START Records shown

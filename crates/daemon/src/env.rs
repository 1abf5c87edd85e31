// SPDX-License-Identifier: MIT

//! Centralized environment variable access for the daemon crate:
//! state/cluster directory resolution, the control socket path for
//! system vs. user mode, and the opt-in TCP control listener.

use std::path::PathBuf;
use std::time::Duration;

const APP: &str = "socketley";

/// Base state directory: `SOCKETLEY_STATE_DIR` > system path (if
/// running as root) > `$XDG_DATA_HOME`/user fallback. The
/// `<app>/runtimes/` persistence path is one level below this —
/// `lifecycle::Config` appends that subdirectory itself, since this
/// base also holds the daemon lock file and logs.
pub fn state_dir() -> PathBuf {
    if let Ok(dir) = std::env::var("SOCKETLEY_STATE_DIR") {
        return PathBuf::from(dir);
    }
    if running_as_root() {
        return PathBuf::from("/var/lib").join(APP);
    }
    dirs::data_dir().unwrap_or_else(|| PathBuf::from(".")).join(APP)
}

/// Control socket path: `/run/<app>/<app>.sock` when system-installed
/// and privileged; else `/tmp/<app>.sock` or a per-user XDG path.
pub fn socket_path() -> PathBuf {
    if let Ok(path) = std::env::var("SOCKETLEY_SOCKET_PATH") {
        return PathBuf::from(path);
    }
    if running_as_root() {
        let run_dir = PathBuf::from("/run").join(APP);
        return run_dir.join(format!("{APP}.sock"));
    }
    dirs::runtime_dir()
        .unwrap_or_else(std::env::temp_dir)
        .join(format!("{APP}-{}.sock", unsafe { libc::getuid() }))
}

/// Shared cluster directory. Unset disables the cluster publisher
/// entirely.
pub fn cluster_dir() -> Option<PathBuf> {
    std::env::var("SOCKETLEY_CLUSTER_DIR").ok().map(PathBuf::from)
}

/// Optional TCP port for remote control-socket connections, alongside
/// the Unix socket.
pub fn tcp_port() -> Option<u16> {
    std::env::var("SOCKETLEY_TCP_PORT").ok().and_then(|s| s.parse::<u16>().ok())
}

/// Auth token gating the TCP control listener. Required whenever
/// `tcp_port()` is set; connections presenting no/incorrect token are
/// dropped before any command is parsed.
pub fn auth_token() -> Option<String> {
    std::env::var("SOCKETLEY_AUTH_TOKEN").ok().filter(|s| !s.is_empty())
}

pub fn ipc_timeout() -> Duration {
    std::env::var("SOCKETLEY_IPC_TIMEOUT_MS")
        .ok()
        .and_then(|s| s.parse::<u64>().ok())
        .map(Duration::from_millis)
        .unwrap_or(Duration::from_secs(5))
}

pub fn drain_timeout() -> Duration {
    std::env::var("SOCKETLEY_DRAIN_TIMEOUT_MS")
        .ok()
        .and_then(|s| s.parse::<u64>().ok())
        .map(Duration::from_millis)
        .unwrap_or(Duration::from_secs(5))
}

pub fn queue_depth() -> Option<u32> {
    std::env::var("SOCKETLEY_QUEUE_DEPTH").ok().and_then(|s| s.parse::<u32>().ok())
}

/// Build switch disabling TLS envelope setup.
pub fn no_tls() -> bool {
    std::env::var_os("SOCKETLEY_NO_TLS").is_some()
}

/// Build switch disabling script/extension-VM loading (`APP_NO_LUA`).
pub fn no_lua() -> bool {
    std::env::var_os("SOCKETLEY_NO_LUA").is_some()
}

fn running_as_root() -> bool {
    unsafe { libc::geteuid() == 0 }
}

#[cfg(test)]
#[path = "env_tests.rs"]
mod tests;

END Records shown

> _Exercise objective_
Could you write out all of the data again, exactly as given?

> _Answer_
filename crates/daemon/src/env.rs
repository 1abf5c87edd85e31
// SPDX-License-Identifier: MIT

//! Centralized environment variable access for the daemon crate:
//! state/cluster directory resolution, the control socket path for
//! system vs. user mode, and the opt-in TCP control listener.

use std::path::PathBuf;
use std::time::Duration;

const APP: &str = "socketley";

/// Base state directory: `SOCKETLEY_STATE_DIR` > system path (if
/// running as root) > `$XDG_DATA_HOME`/user fallback. The
/// `<app>/runtimes/` persistence path is one level below this —
/// `lifecycle::Config` appends that subdirectory itself, since this
/// base also holds the daemon lock file and logs.
pub fn state_dir() -> PathBuf {
    if let Ok(dir) = std::env::var("SOCKETLEY_STATE_DIR") {
        return PathBuf::from(dir);
    }
    if running_as_root() {
        return PathBuf::from("/var/lib").join(APP);
    }
    dirs::data_dir().unwrap_or_else(|| PathBuf::from(".")).join(APP)
}

/// Control socket path: `/run/<app>/<app>.sock` when system-installed
/// and privileged; else `/tmp/<app>.sock` or a per-user XDG path.
pub fn socket_path() -> PathBuf {
    if let Ok(path) = std::env::var("SOCKETLEY_SOCKET_PATH") {
        return PathBuf::from(path);
    }
    if running_as_root() {
        let run_dir = PathBuf::from("/run").join(APP);
        return run_dir.join(format!("{APP}.sock"));
    }
    dirs::runtime_dir()
        .unwrap_or_else(std::env::temp_dir)
        .join(format!("{APP}-{}.sock", unsafe { libc::getuid() }))
}

/// Shared cluster directory. Unset disables the cluster publisher
/// entirely.
pub fn cluster_dir() -> Option<PathBuf> {
    std::env::var("SOCKETLEY_CLUSTER_DIR").ok().map(PathBuf::from)
}

/// Optional TCP port for remote control-socket connections, alongside
/// the Unix socket.
pub fn tcp_port() -> Option<u16> {
    std::env::var("SOCKETLEY_TCP_PORT").ok().and_then(|s| s.parse::<u16>().ok())
}

/// Auth token gating the TCP control listener. Required whenever
/// `tcp_port()` is set; connections presenting no/incorrect token are
/// dropped before any command is parsed.
pub fn auth_token() -> Option<String> {
    std::env::var("SOCKETLEY_AUTH_TOKEN").ok().filter(|s| !s.is_empty())
}

pub fn ipc_timeout() -> Duration {
    std::env::var("SOCKETLEY_IPC_TIMEOUT_MS")
        .ok()
        .and_then(|s| s.parse::<u64>().ok())
        .map(Duration::from_millis)
        .unwrap_or(Duration::from_secs(5))
}

pub fn drain_timeout() -> Duration {
    std::env::var("SOCKETLEY_DRAIN_TIMEOUT_MS")
        .ok()
        .and_then(|s| s.parse::<u64>().ok())
        .map(Duration::from_millis)
        .unwrap_or(Duration::from_secs(5))
}

pub fn queue_depth() -> Option<u32> {
    std::env::var("SOCKETLEY_QUEUE_DEPTH").ok().and_then(|s| s.parse::<u32>().ok())
}

/// Build switch disabling TLS envelope setup.
pub fn no_tls() -> bool {
    std::env::var_os("SOCKETLEY_NO_TLS").is_some()
}

/// Build switch disabling script/extension-VM loading (`APP_NO_LUA`).
pub fn no_lua() -> bool {
    std::env::var_os("SOCKETLEY_NO_LUA").is_some()
}

fn running_as_root() -> bool {
    unsafe { libc::geteuid() == 0 }
}

#[cfg(test)]
#[path = "env_tests.rs"]
mod tests;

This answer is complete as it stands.